Ce raisonnement, quoique peut-être fort judicieux, était plutôt fait pour rassurer ma conscience un peu alarmée par les suites que pouvait avoir pour moi la façon légèrement large avec laquelle j’interprétais une dépêche officielle.

Et puis après tout, pourquoi était-elle si peu claire cette dépêche ? Tout le monde sait qu’on emploie aussi bien le mot monter que celui de transporter quand on veut désigner l’acte de diriger un objet du Sud vers le Nord. Évidemment on avait voulu dire : le vapeur sera transporté à Brazzaville par Huntzbüchler, ou toute autre personne de confiance, et de là vers le point que j’aurai reconnu… C’était certain, d’autant plus certain que cette dépêche avait été rédigée d’après les indications de M. de Brazza, et il m’avait promis trop formellement de ne pas m’oublier en me quittant à Marseille, pour que je pusse avoir l’ombre d’une arrière-pensée… Cette conclusion mathématique calma tous mes scrupules.

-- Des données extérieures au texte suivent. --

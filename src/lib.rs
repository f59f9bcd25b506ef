//! Check Point Management provider
//!
//! This crate implements the `checkpoint_management_application_site`
//! resource for a Terraform-style host: a declared application site is
//! created, read back, updated in place and deleted through the Check Point
//! Management API.
//!
//! # Overview
//!
//! - **ProviderService trait**: The schema/validate/plan/CRUD surface a host drives
//! - **ApiClient trait**: The seam to an authenticated management session
//! - **Application site resource**: Field mapping, update diffs and response decoding
//! - **Schema & validation**: Attribute schemas and diagnostics for configurations
//! - **Error types**: A single [`ProviderError`] for every failure
//! - **Logging**: Integration with `tracing` for structured logging
//! - **Testing**: An in-memory management server and a lifecycle tester
//!
//! # Quick Start
//!
//! ```ignore
//! use std::sync::Arc;
//! use checkpoint_provider::{CheckpointProvider, ProviderError, ProviderService};
//! use serde_json::json;
//!
//! async fn apply(client: Arc<MyManagementClient>) -> Result<(), ProviderError> {
//!     checkpoint_provider::init_logging();
//!     let provider = CheckpointProvider::new(client);
//!
//!     let plan = provider
//!         .plan("checkpoint_management_application_site", None, json!({
//!             "name": "New Application Site",
//!             "primary_category": "Social Networking",
//!             "url_list": ["www.cnet.com", "www.stackoverflow.com"],
//!         }))
//!         .await?;
//!     let state = provider
//!         .create("checkpoint_management_application_site", plan.planned_state)
//!         .await?;
//!     tracing::info!(id = %state["id"], "created");
//!     Ok(())
//! }
//! ```
//!
//! # Sessions
//!
//! The provider never logs in. The [`ApiClient`] handed to
//! [`CheckpointProvider::new`] owns the session and reports its identifier,
//! and every command runs synchronously (wait for task, no proxy).

#![warn(missing_docs)]
#![warn(clippy::all)]

pub mod application_site;
pub mod client;
pub mod error;
pub mod field;
pub mod logging;
pub mod provider;
pub mod schema;
pub mod testing;
pub mod types;
pub mod validation;

// Re-export main types at crate root
pub use client::{ApiClient, ApiResponse, CallOptions};
pub use error::ProviderError;
pub use field::Field;
pub use logging::{init_logging, init_logging_with_default, try_init_logging};
pub use provider::{CheckpointProvider, ProviderService};
pub use schema::ProviderSchema;
pub use types::{AttributeChange, ImportedResource, PlanResult, ProviderMetadata};
pub use validation::{is_valid, validate, validate_result};

// Re-export async_trait for convenience
pub use async_trait::async_trait;

// Re-export commonly used external types
pub use serde_json;
pub use tracing;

J’emmenai le vapeur. Je pus, dès lors, jouir en paix de l’agréable spectacle qu’on a devant les yeux en naviguant sur le fleuve immense qu’est le Congo, et sur son affluent l’Oubangui, encore large, en bien des points, de plusieurs kilomètres. Végétation splendide, arbres géants, lianes à caoutchouc, c’est une débauche de verdure ; on sent un écrasement de tout l’être devant cette puissance inouïe de la nature. Pendant vingt jours, on ne voit pour ainsi dire que la forêt avec çà et là quelques clairières, où s’élèvent les huttes carrées, en écorce d’arbres, des indigènes.

Appuyés sur leurs lances, on les voit bordant les rives, superbes dans leurs proportions athlétiques, vous regardant passer, immobiles. Leur physionomie sombre et farouche a quelque chose de repoussant. Leurs dents limées en pointe achèvent de leur donner une expression sinistre. C’est bien ainsi qu’on se représente des cannibales, et de fait ils le sont avec passion. Si l’on s’arrête dans leurs villages, on trouve, au seuil de presque toutes les cases, des crânes humains provenant de leurs hideux festins. Sans être aussi persuadé que certains voyageurs qu’ils ont des esclaves à l’engrais, je suis certain qu’ils en achètent pour les manger. Arrêté un jour dans un village bondjio (ainsi se nomment ces aimables personnages), on me proposa de m’acheter un petit domestique noir contre quatre chèvres…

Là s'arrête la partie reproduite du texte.